» **What is being asked**: Your answer is the listing, printed exactly as given.

» **Listed records**:
//! Streaming Moppy frame parser.
//!
//! The parser pulls bytes from a [`ByteSource`] one at a time through the
//! header, then reads the whole body in one go once enough bytes are
//! buffered. It never blocks: when the source cannot satisfy the next step
//! it reports [`Progress::Stalled`] and keeps its position, so the host loop
//! can call it again later with more data available.
//!
//! ```text
//! AwaitStart ─▶ AwaitAddress ─▶ AwaitSubAddress ─▶ AwaitSize ─▶ AwaitBody ─▶ (frame)
//!     ▲              │                 │                            │          │
//!     └──────────────┴─────────────────┴────────────────────────────┴──────────┘
//!                        reject / oversize / complete
//! ```
//!
//! A rejected address resets to `AwaitStart` without skipping the rest of
//! that frame; its remaining bytes are rescanned for a start byte.

use log::{debug, trace};

use super::frame::{Message, Target};
use super::transport::ByteSource;
use crate::config::{ALL_DRIVES, DeviceConfig, HEADER_LEN, MAX_FRAME_LEN, START_BYTE, SYSTEM_ADDRESS};

/// Parser position within the current frame.
#[derive(Debug, Clone, Copy, PartialEq, Eq)]
pub enum Position {
    /// Scanning for [`START_BYTE`].
    AwaitStart,
    AwaitAddress,
    AwaitSubAddress,
    AwaitSize,
    /// Header complete; waiting until `declared` body bytes are buffered.
    AwaitBody { declared: u8 },
}

/// Outcome of a single [`FrameParser::poll`].
#[derive(Debug, PartialEq, Eq)]
pub enum Progress<'a> {
    /// Nothing could be consumed; try again once more bytes arrive.
    Stalled,
    /// Input was consumed (or a frame discarded) but no frame completed.
    Advanced,
    /// A complete, validated frame with at least a command byte.
    Frame(Message<'a>),
}

/// Byte-level state machine for one serial link.
///
/// The scratch buffer mirrors the wire layout (header at `0..4`, body after)
/// and is reused for every frame. Bytes beyond the current frame are stale.
pub struct FrameParser {
    position: Position,
    scratch: [u8; MAX_FRAME_LEN],
    config: DeviceConfig,
}

impl FrameParser {
    pub fn new(config: &DeviceConfig) -> Self {
        Self {
            position: Position::AwaitStart,
            scratch: [0; MAX_FRAME_LEN],
            config: config.clone(),
        }
    }

    pub fn position(&self) -> Position {
        self.position
    }

    /// Drop any partially received frame.
    pub fn reset(&mut self) {
        self.position = Position::AwaitStart;
    }

    /// Advance the state machine by one byte, or by one whole body.
    pub fn poll<S: ByteSource>(&mut self, source: &mut S) -> Progress<'_> {
        if let Position::AwaitBody { declared } = self.position {
            return self.poll_body(source, declared);
        }

        if source.bytes_available() == 0 {
            return Progress::Stalled;
        }

        let mut byte = [0u8; 1];
        if let Err(e) = source.read_exact(&mut byte) {
            trace!("codec: read failed in {:?}: {:?}", self.position, e);
            return Progress::Stalled;
        }

        self.advance(byte[0]);
        Progress::Advanced
    }

    fn advance(&mut self, byte: u8) {
        match self.position {
            Position::AwaitStart => {
                if byte == START_BYTE {
                    self.scratch[0] = byte;
                    self.position = Position::AwaitAddress;
                }
            }

            Position::AwaitAddress => {
                if byte == SYSTEM_ADDRESS || byte == self.config.device_address {
                    self.scratch[1] = byte;
                    self.position = Position::AwaitSubAddress;
                } else {
                    trace!("codec: frame for device 0x{:02X} ignored", byte);
                    self.reset();
                }
            }

            Position::AwaitSubAddress => {
                if byte == ALL_DRIVES || self.config.handles_drive(byte) {
                    self.scratch[2] = byte;
                    self.position = Position::AwaitSize;
                } else {
                    debug!("codec: sub-address {} out of range, resyncing", byte);
                    self.reset();
                }
            }

            Position::AwaitSize => {
                self.scratch[3] = byte;
                self.position = Position::AwaitBody { declared: byte };
            }

            // Body bytes are read in bulk by `poll_body`.
            Position::AwaitBody { .. } => {}
        }
    }

    fn poll_body<S: ByteSource>(&mut self, source: &mut S, declared: u8) -> Progress<'_> {
        let size = declared as usize;

        if declared > self.config.max_body_size || HEADER_LEN + size > self.scratch.len() {
            debug!("codec: declared body of {} bytes exceeds limit, dropping frame", size);
            self.reset();
            return Progress::Advanced;
        }

        if size == 0 {
            trace!("codec: empty body, no-op");
            self.reset();
            return Progress::Advanced;
        }

        if source.bytes_available() < size {
            return Progress::Stalled;
        }

        if let Err(e) = source.read_exact(&mut self.scratch[HEADER_LEN..HEADER_LEN + size]) {
            trace!("codec: body read failed: {:?}", e);
            return Progress::Stalled;
        }

        self.position = Position::AwaitStart;

        Progress::Frame(Message {
            target: Target::from_address(self.scratch[1]),
            sub_address: self.scratch[2],
            command: self.scratch[HEADER_LEN],
            payload: &self.scratch[HEADER_LEN + 1..HEADER_LEN + size],
        })
    }
}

» **Final answer**:
//! Streaming Moppy frame parser.
//!
//! The parser pulls bytes from a [`ByteSource`] one at a time through the
//! header, then reads the whole body in one go once enough bytes are
//! buffered. It never blocks: when the source cannot satisfy the next step
//! it reports [`Progress::Stalled`] and keeps its position, so the host loop
//! can call it again later with more data available.
//!
//! ```text
//! AwaitStart ─▶ AwaitAddress ─▶ AwaitSubAddress ─▶ AwaitSize ─▶ AwaitBody ─▶ (frame)
//!     ▲              │                 │                            │          │
//!     └──────────────┴─────────────────┴────────────────────────────┴──────────┘
//!                        reject / oversize / complete
//! ```
//!
//! A rejected address resets to `AwaitStart` without skipping the rest of
//! that frame; its remaining bytes are rescanned for a start byte.

use log::{debug, trace};

use super::frame::{Message, Target};
use super::transport::ByteSource;
use crate::config::{ALL_DRIVES, DeviceConfig, HEADER_LEN, MAX_FRAME_LEN, START_BYTE, SYSTEM_ADDRESS};

/// Parser position within the current frame.
#[derive(Debug, Clone, Copy, PartialEq, Eq)]
pub enum Position {
    /// Scanning for [`START_BYTE`].
    AwaitStart,
    AwaitAddress,
    AwaitSubAddress,
    AwaitSize,
    /// Header complete; waiting until `declared` body bytes are buffered.
    AwaitBody { declared: u8 },
}

/// Outcome of a single [`FrameParser::poll`].
#[derive(Debug, PartialEq, Eq)]
pub enum Progress<'a> {
    /// Nothing could be consumed; try again once more bytes arrive.
    Stalled,
    /// Input was consumed (or a frame discarded) but no frame completed.
    Advanced,
    /// A complete, validated frame with at least a command byte.
    Frame(Message<'a>),
}

/// Byte-level state machine for one serial link.
///
/// The scratch buffer mirrors the wire layout (header at `0..4`, body after)
/// and is reused for every frame. Bytes beyond the current frame are stale.
pub struct FrameParser {
    position: Position,
    scratch: [u8; MAX_FRAME_LEN],
    config: DeviceConfig,
}

impl FrameParser {
    pub fn new(config: &DeviceConfig) -> Self {
        Self {
            position: Position::AwaitStart,
            scratch: [0; MAX_FRAME_LEN],
            config: config.clone(),
        }
    }

    pub fn position(&self) -> Position {
        self.position
    }

    /// Drop any partially received frame.
    pub fn reset(&mut self) {
        self.position = Position::AwaitStart;
    }

    /// Advance the state machine by one byte, or by one whole body.
    pub fn poll<S: ByteSource>(&mut self, source: &mut S) -> Progress<'_> {
        if let Position::AwaitBody { declared } = self.position {
            return self.poll_body(source, declared);
        }

        if source.bytes_available() == 0 {
            return Progress::Stalled;
        }

        let mut byte = [0u8; 1];
        if let Err(e) = source.read_exact(&mut byte) {
            trace!("codec: read failed in {:?}: {:?}", self.position, e);
            return Progress::Stalled;
        }

        self.advance(byte[0]);
        Progress::Advanced
    }

    fn advance(&mut self, byte: u8) {
        match self.position {
            Position::AwaitStart => {
                if byte == START_BYTE {
                    self.scratch[0] = byte;
                    self.position = Position::AwaitAddress;
                }
            }

            Position::AwaitAddress => {
                if byte == SYSTEM_ADDRESS || byte == self.config.device_address {
                    self.scratch[1] = byte;
                    self.position = Position::AwaitSubAddress;
                } else {
                    trace!("codec: frame for device 0x{:02X} ignored", byte);
                    self.reset();
                }
            }

            Position::AwaitSubAddress => {
                if byte == ALL_DRIVES || self.config.handles_drive(byte) {
                    self.scratch[2] = byte;
                    self.position = Position::AwaitSize;
                } else {
                    debug!("codec: sub-address {} out of range, resyncing", byte);
                    self.reset();
                }
            }

            Position::AwaitSize => {
                self.scratch[3] = byte;
                self.position = Position::AwaitBody { declared: byte };
            }

            // Body bytes are read in bulk by `poll_body`.
            Position::AwaitBody { .. } => {}
        }
    }

    fn poll_body<S: ByteSource>(&mut self, source: &mut S, declared: u8) -> Progress<'_> {
        let size = declared as usize;

        if declared > self.config.max_body_size || HEADER_LEN + size > self.scratch.len() {
            debug!("codec: declared body of {} bytes exceeds limit, dropping frame", size);
            self.reset();
            return Progress::Advanced;
        }

        if size == 0 {
            trace!("codec: empty body, no-op");
            self.reset();
            return Progress::Advanced;
        }

        if source.bytes_available() < size {
            return Progress::Stalled;
        }

        if let Err(e) = source.read_exact(&mut self.scratch[HEADER_LEN..HEADER_LEN + size]) {
            trace!("codec: body read failed: {:?}", e);
            return Progress::Stalled;
        }

        self.position = Position::AwaitStart;

        Progress::Frame(Message {
            target: Target::from_address(self.scratch[1]),
            sub_address: self.scratch[2],
            command: self.scratch[HEADER_LEN],
            payload: &self.scratch[HEADER_LEN + 1..HEADER_LEN + size],
        })
    }
}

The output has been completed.